### [TASK OBJECTIVE]
Pull each line containing "ActorRef" from the data.

Stored data
----

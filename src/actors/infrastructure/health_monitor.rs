use chrono::Utc;
use kameo::actor::ActorRef;
use kameo::error::Infallible;
use kameo::message::{Context, Message};
use kameo::reply::{Reply, ReplyError};
use kameo::Actor;
use serde::Serialize;
use std::collections::HashMap;
use std::sync::Arc;
use std::time::Duration;

use crate::actors::core::{ComponentHealth, HealthStatus};
use crate::utils::CircuitBreakerRegistry;

// ============================================================================
// Health Monitor Actor - Monitors system health
// ============================================================================
//
// Responsibilities:
// - Poll every registered circuit breaker on an interval
// - Accept health reports pushed by other components
// - Aggregate system-wide health for the /health endpoint
//
// ============================================================================

const POLL_INTERVAL: Duration = Duration::from_secs(10);

// ============================================================================
// Messages
// ============================================================================

#[derive(Debug)]
pub struct UpdateHealth {
    pub component: String,
    pub status: HealthStatus,
    pub details: Option<String>,
}

/// Re-read every breaker phase right away.
#[derive(Debug)]
pub struct PollBreakers;

#[derive(Debug)]
pub struct GetSystemHealth;

#[derive(Debug, Clone, Serialize)]
pub struct SystemHealth {
    pub overall_status: HealthStatus,
    pub components: HashMap<String, ComponentHealth>,
    pub check_time: chrono::DateTime<Utc>,
}

// Implement Reply for SystemHealth to use it as a message reply type
impl Reply for SystemHealth {
    type Ok = Self;
    type Error = Infallible;
    type Value = Self;

    fn to_result(self) -> Result<Self, Infallible> {
        Ok(self)
    }

    fn into_any_err(self) -> Option<Box<dyn ReplyError>> {
        None
    }

    fn into_value(self) -> Self::Value {
        self
    }
}

// ============================================================================
// Health Monitor Actor
// ============================================================================

pub struct HealthMonitorActor {
    components: HashMap<String, ComponentHealth>,
    breakers: Arc<CircuitBreakerRegistry>,
    poll_interval: Duration,
}

impl HealthMonitorActor {
    pub fn new(breakers: Arc<CircuitBreakerRegistry>) -> Self {
        Self {
            components: HashMap::new(),
            breakers,
            poll_interval: POLL_INTERVAL,
        }
    }

    pub fn with_poll_interval(mut self, poll_interval: Duration) -> Self {
        self.poll_interval = poll_interval;
        self
    }

    fn poll_breakers(&mut self) {
        for breaker in self.breakers.all() {
            let snapshot = breaker.snapshot();
            let health = ComponentHealth::new(
                format!("circuit_breaker:{}", snapshot.name),
                HealthStatus::from(snapshot.phase),
            )
            .with_details(format!(
                "failure_rate={:.1}% slow_call_rate={:.1}% buffered_calls={}",
                snapshot.failure_rate, snapshot.slow_call_rate, snapshot.buffered_calls
            ));
            self.components.insert(health.name.clone(), health);
        }
    }

    fn compute_overall_status(&self) -> HealthStatus {
        let mut has_degraded = false;
        let mut unhealthy_components = Vec::new();

        for (name, health) in &self.components {
            match &health.status {
                HealthStatus::Unhealthy(msg) => {
                    unhealthy_components.push(format!("{}: {}", name, msg));
                }
                HealthStatus::Degraded(_) => {
                    has_degraded = true;
                }
                HealthStatus::Healthy => {}
            }
        }

        if !unhealthy_components.is_empty() {
            unhealthy_components.sort();
            HealthStatus::Unhealthy(unhealthy_components.join(", "))
        } else if has_degraded {
            HealthStatus::Degraded("Some components degraded".to_string())
        } else {
            HealthStatus::Healthy
        }
    }
}

impl Actor for HealthMonitorActor {
    type Args = Self;
    type Error = Infallible;

    async fn on_start(mut state: Self::Args, actor_ref: ActorRef<Self>) -> Result<Self, Self::Error> {
        tracing::info!("HealthMonitorActor started");
        state.poll_breakers();

        let poll_interval = state.poll_interval;
        let weak_ref = actor_ref.downgrade();

        tokio::spawn(async move {
            let mut interval = tokio::time::interval(poll_interval);
            interval.tick().await;
            loop {
                interval.tick().await;
                let Some(actor_ref) = weak_ref.upgrade() else {
                    break;
                };
                if actor_ref.tell(PollBreakers).send().await.is_err() {
                    break;
                }
            }
        });

        Ok(state)
    }
}

// ============================================================================
// Message Handlers
// ============================================================================

impl Message<UpdateHealth> for HealthMonitorActor {
    type Reply = ();

    async fn handle(&mut self, msg: UpdateHealth, _ctx: &mut Context<Self, Self::Reply>) -> Self::Reply {
        let mut health = ComponentHealth::new(msg.component.clone(), msg.status.clone());
        health.details = msg.details;

        tracing::debug!(
            component = %msg.component,
            status = ?msg.status,
            "Updated component health"
        );

        self.components.insert(msg.component, health);
    }
}

impl Message<PollBreakers> for HealthMonitorActor {
    type Reply = ();

    async fn handle(&mut self, _msg: PollBreakers, _ctx: &mut Context<Self, Self::Reply>) -> Self::Reply {
        self.poll_breakers();
    }
}

impl Message<GetSystemHealth> for HealthMonitorActor {
    type Reply = SystemHealth;

    async fn handle(&mut self, _msg: GetSystemHealth, _ctx: &mut Context<Self, Self::Reply>) -> Self::Reply {
        SystemHealth {
            overall_status: self.compute_overall_status(),
            components: self.components.clone(),
            check_time: Utc::now(),
        }
    }
}

#[cfg(test)]
mod tests {
    use super::*;
    use crate::utils::CircuitBreakerConfig;
    use kameo::prelude::*;

    #[tokio::test]
    async fn test_open_breaker_makes_system_unhealthy() {
        let registry = Arc::new(CircuitBreakerRegistry::new());
        let breaker = registry.get_or_create(
            "broker-publisher",
            CircuitBreakerConfig {
                minimum_calls: 1,
                sliding_window_size: 1,
                ..CircuitBreakerConfig::default()
            },
        );

        let monitor = HealthMonitorActor::spawn(HealthMonitorActor::new(registry.clone()));
        let health = monitor.ask(GetSystemHealth).send().await.unwrap();
        assert!(health.overall_status.is_healthy());

        let _ = breaker
            .call(async { Err::<(), _>("broker down") })
            .await;
        monitor.tell(PollBreakers).send().await.unwrap();

        let health = monitor.ask(GetSystemHealth).send().await.unwrap();
        assert!(health.overall_status.is_unhealthy());
        assert!(health.components.contains_key("circuit_breaker:broker-publisher"));
    }

    #[tokio::test]
    async fn test_reported_degradation_is_aggregated() {
        let registry = Arc::new(CircuitBreakerRegistry::new());
        let monitor = HealthMonitorActor::spawn(HealthMonitorActor::new(registry));

        monitor
            .tell(UpdateHealth {
                component: "consumer".to_string(),
                status: HealthStatus::Degraded("lagging".to_string()),
                details: None,
            })
            .send()
            .await
            .unwrap();

        let health = monitor.ask(GetSystemHealth).send().await.unwrap();
        assert_eq!(
            health.overall_status,
            HealthStatus::Degraded("Some components degraded".to_string())
        );
    }
}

----

### [EXERCISE OUTPUT]
use kameo::actor::ActorRef;
    async fn on_start(mut state: Self::Args, actor_ref: ActorRef<Self>) -> Result<Self, Self::Error> {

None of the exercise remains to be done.